“Il bilancio regionale è troppo ingessato. Occorre uno strumento collegato per disegnare lo sviluppo, ampliare la protezione sociale e modernizzare il territorio”. È la proposta di Maurizio Bernava, segretario generale della CISL siciliana, al Governo e al Parlamento regionale per tamponare la crisi e creare lo sviluppo.
cisl«Catania – spiega Bernava – è la Provincia che soffre più di tutte questa crisi perché, paradossalmente, era quella che stava meglio rispetto al resto dell’Isola. La maggiore presenza dell’industria manifatturiera e del terziario l’ha esposta però agli sconvolgimenti derivati dalla crisi economica. Per ora stiamo tamponando le falle per tutelare i lavoratori e non far morire le aziende, ma non basta».
«Siamo preoccupati – aggiunge – perché mentre i dati ci dicono che la Sicilia è all’ultimo posto per occupazione, il bilancio regionale appare asfittico, senza misure che prevedono come attrarre investimenti.

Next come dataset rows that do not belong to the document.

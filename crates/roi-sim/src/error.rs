//! Error types for the simulator controller
//!
//! Maps the four failure families of the form onto Rust types:
//! - local validation (nothing is sent)
//! - request failures (server message or a generic fallback)
//! - busy rejection when an action of the same kind is pending
//! - configuration and file-system failures around the controller

use crate::state_machine::{ActionEvent, ActionKind, ActionState};
use roi_client::ApiError;
use roi_core::ValidationError;
use std::path::PathBuf;

/// Controller error
#[derive(Debug, thiserror::Error)]
pub enum SimulatorError {
    /// Rejected locally before any request
    #[error("validation failed: {0}")]
    Validation(#[from] ValidationError),

    /// Service rejected the request or could not be reached
    #[error("{message}")]
    Request {
        /// Message shown to the user
        message: String,
        /// Underlying client error
        #[source]
        source: ApiError,
    },

    /// Action of this kind is already pending
    #[error("{0} already in progress")]
    Busy(ActionKind),

    /// Report could not be written to disk
    #[error("failed to write report to {path}: {source}")]
    Io {
        path: PathBuf,
        #[source]
        source: std::io::Error,
    },

    /// Illegal action transition
    #[error("state machine error: {0}")]
    StateMachine(#[from] StateMachineError),

    /// Configuration error
    #[error("configuration error: {0}")]
    Config(#[from] ConfigError),

    /// Client could not be built
    #[error("client error: {0}")]
    Client(ApiError),
}

impl SimulatorError {
    /// Build a request error with the user-facing message resolved
    pub fn request(source: ApiError, fallback: &str) -> Self {
        Self::Request {
            message: source.user_message(fallback),
            source,
        }
    }

    /// Whether nothing reached the network
    #[inline]
    #[must_use]
    pub fn is_local(&self) -> bool {
        matches!(self, Self::Validation(_) | Self::Busy(_))
    }
}

/// Action state machine errors
#[derive(Debug, Clone, PartialEq, Eq, thiserror::Error)]
pub enum StateMachineError {
    /// Start requested while the same kind is pending
    #[error("{0} already pending")]
    AlreadyPending(ActionKind),

    /// Transition not allowed from this state
    #[error("illegal transition for {kind}: {event:?} from {from:?}")]
    IllegalTransition {
        kind: ActionKind,
        from: ActionState,
        event: ActionEvent,
    },
}

/// Configuration loading errors
#[derive(Debug, thiserror::Error)]
pub enum ConfigError {
    /// Config file could not be read
    #[error("io error reading {path}: {source}")]
    Io {
        path: PathBuf,
        #[source]
        source: std::io::Error,
    },

    /// Config file is not valid TOML for this schema
    #[error("parse error: {0}")]
    Parse(#[from] toml::de::Error),

    /// Values parsed but are unusable
    #[error("invalid configuration: {0}")]
    Invalid(String),
}

#[cfg(test)]
mod tests {
    use super::*;

    #[test]
    fn request_error_displays_user_message() {
        let err = SimulatorError::request(
            ApiError::Status {
                status: 400,
                message: Some("Inputs must be non-negative numbers".to_string()),
            },
            "Simulation failed",
        );
        assert_eq!(err.to_string(), "Inputs must be non-negative numbers");
        assert!(!err.is_local());

        let err = SimulatorError::request(ApiError::Transport("refused".into()), "Simulation failed");
        assert_eq!(err.to_string(), "Simulation failed");
    }

    #[test]
    fn busy_is_local() {
        let err = SimulatorError::Busy(ActionKind::Save);
        assert!(err.is_local());
        assert_eq!(err.to_string(), "save already in progress");
    }

    #[test]
    fn validation_conversion() {
        let err: SimulatorError = ValidationError::EmptyScenarioName.into();
        assert!(matches!(err, SimulatorError::Validation(_)));
        assert!(err.is_local());
    }
}
//! Local validation errors
//!
//! Every variant blocks an action before any network call is made.

use crate::inputs::InputField;

/// Input rejected on the client side
#[derive(Debug, Clone, PartialEq, thiserror::Error)]
pub enum ValidationError {
    /// Field text could not be read as a number
    #[error("{field} must be a number, got '{text}'")]
    NotANumber { field: InputField, text: String },

    /// A required field is absent, negative or non-finite
    #[error("{0} is required and must be a non-negative number")]
    MissingRequired(InputField),

    /// Scenario name is empty after trimming
    #[error("scenario name is required")]
    EmptyScenarioName,

    /// Email does not match the accepted pattern
    #[error("invalid email address: '{0}'")]
    InvalidEmail(String),
}

impl ValidationError {
    /// Field this error refers to, if any
    #[must_use]
    pub fn field(&self) -> Option<InputField> {
        match self {
            Self::NotANumber { field, .. } => Some(*field),
            Self::MissingRequired(field) => Some(*field),
            Self::EmptyScenarioName | Self::InvalidEmail(_) => None,
        }
    }
}
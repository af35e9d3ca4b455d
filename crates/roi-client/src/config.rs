//! Client configuration

use serde::{Deserialize, Serialize};
use std::time::Duration;

/// Default service address
pub const DEFAULT_BASE_URL: &str = "http://127.0.0.1:5000";

/// Settings for [`crate::HttpSimulatorApi`]
#[derive(Debug, Clone, PartialEq, Eq, Serialize, Deserialize)]
#[serde(default)]
pub struct ClientConfig {
    /// Service root; API paths are appended to it
    pub base_url: String,
    /// Per-request timeout in milliseconds; `None` leaves it to the transport
    pub request_timeout_ms: Option<u64>,
    /// `User-Agent` header value
    pub user_agent: String,
}

impl ClientConfig {
    /// Create default configuration
    #[inline]
    #[must_use]
    pub fn new() -> Self {
        Self::default()
    }

    /// With base URL
    #[inline]
    #[must_use]
    pub fn with_base_url(mut self, base_url: impl Into<String>) -> Self {
        self.base_url = base_url.into();
        self
    }

    /// With request timeout
    #[inline]
    #[must_use]
    pub fn with_request_timeout(mut self, timeout: Duration) -> Self {
        self.request_timeout_ms = Some(u64::try_from(timeout.as_millis()).unwrap_or(u64::MAX));
        self
    }

    /// Request timeout, if configured
    #[inline]
    #[must_use]
    pub fn request_timeout(&self) -> Option<Duration> {
        self.request_timeout_ms.map(Duration::from_millis)
    }
}

impl Default for ClientConfig {
    fn default() -> Self {
        Self {
            base_url: DEFAULT_BASE_URL.to_string(),
            request_timeout_ms: None,
            user_agent: format!("roi-client/{}", env!("CARGO_PKG_VERSION")),
        }
    }
}

#[cfg(test)]
mod tests {
    use super::*;

    #[test]
    fn builder_methods() {
        let config = ClientConfig::new()
            .with_base_url("http://roi.internal")
            .with_request_timeout(Duration::from_secs(5));
        assert_eq!(config.base_url, "http://roi.internal");
        assert_eq!(config.request_timeout(), Some(Duration::from_secs(5)));
        assert_eq!(ClientConfig::default().request_timeout(), None);
    }
}
//! Simulator controller
//!
//! Owns the [`SimulatorState`] record and is the only place it changes:
//! - input edits (which drive the debounced simulation)
//! - scenario list/save/load/delete
//! - report download
//!
//! Every change is published as a snapshot on a `watch` channel.
//!
//! Simulation results are applied only if no input change happened since the
//! request was scheduled. Superseded requests are aborted through the
//! debouncer, and the generation check under the state lock covers a request
//! that completed just before its abort took effect.

use crate::config::SimulatorConfig;
use crate::debounce::Debouncer;
use crate::download;
use crate::error::{SimulatorError, StateMachineError};
use crate::state::SimulatorState;
use crate::state_machine::{ActionEvent, ActionKind};
use parking_lot::Mutex;
use roi_client::{ApiError, HttpSimulatorApi, SimulatorApi};
use roi_core::{
    report_filename, InputField, NewScenario, ReportRequest, ScenarioId, SimulationInputs,
    SimulationRequest, ValidationError,
};
use std::fmt;
use std::path::PathBuf;
use std::sync::Arc;
use tokio::sync::watch;

/// Headless simulator view
///
/// Cheap to clone; clones share state. Input changes schedule work on the
/// current tokio runtime, so they must be made from within one.
#[derive(Clone)]
pub struct SimulatorController {
    inner: Arc<Inner>,
}

struct Inner {
    api: Arc<dyn SimulatorApi>,
    config: SimulatorConfig,
    state: Mutex<SimulatorState>,
    debouncer: Debouncer,
    updates: watch::Sender<SimulatorState>,
}

impl Inner {
    fn publish(&self, state: &SimulatorState) {
        self.updates.send_replace(state.clone());
    }

    /// Show a local validation failure
    fn reject(&self, state: &mut SimulatorState, err: ValidationError) -> SimulatorError {
        state.message = Some(err.to_string());
        self.publish(state);
        SimulatorError::Validation(err)
    }

    /// Settle `kind` as succeeded
    fn succeed(&self, state: &mut SimulatorState, kind: ActionKind) {
        apply_logged(state, kind, ActionEvent::Succeed);
    }

    /// Settle `kind` as failed and show the message
    fn fail(&self, kind: ActionKind, source: ApiError) -> SimulatorError {
        let err = SimulatorError::request(source, kind.fallback_message());
        let message = err.to_string();
        tracing::warn!(%kind, "{}", message);

        let mut state = self.state.lock();
        if let Err(e) = state.actions.fail(kind, message.clone()) {
            tracing::error!(%kind, "action state out of sync: {}", e);
        }
        state.message = Some(message);
        self.publish(&state);
        err
    }
}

Ma di ciò si parla poco e così rischiamo la marginalizzazione. Allora pretendiamo un accordo con la politica regionale per mettere insieme uno strumento collegato al bilancio che contenga misure per creare sviluppo, incentivando le aziende nella legalità, aumentare la protezione sociale anche per i lavoratori delle piccole imprese e che punti a modernizzare il territorio. Ci incontreremo con l’assessore  al Lavoro Leanza per valutare l’estensibilità degli ammortizzatori in deroga almeno per un anno per tamponare la fase più tragica».
Alfio Giulio, segretario generale della CISL etnea, ha ricordato come, accanto alle tante vertenze in atto a Catania, esistono strati di sofferenza occupazionale sommersa che non fa che appesantire i dati ufficiali. «Le grandi vertenze interessano tutti i settori, l’edilizia con i cantieri chiusi, l’Etna Valley con la vicenda Micron e Sat, ma anche con il futuro incerto della Wyeth, il destino della Cesame, il commercio e i servizi, con i lavoratori di Sigonella, delle mense universitarie, dell’Arthis, i call center. Ma le piccole coinvolgono altrettanti lavoratori e famiglie che spesso non hanno la ribalta per farsi notare. Allora dobbiamo pretendere che istituzioni, politica, imprenditoria e sindacato cerchino e trovino soluzioni per disegnare lo sviluppo di cui Catania ha bisogno».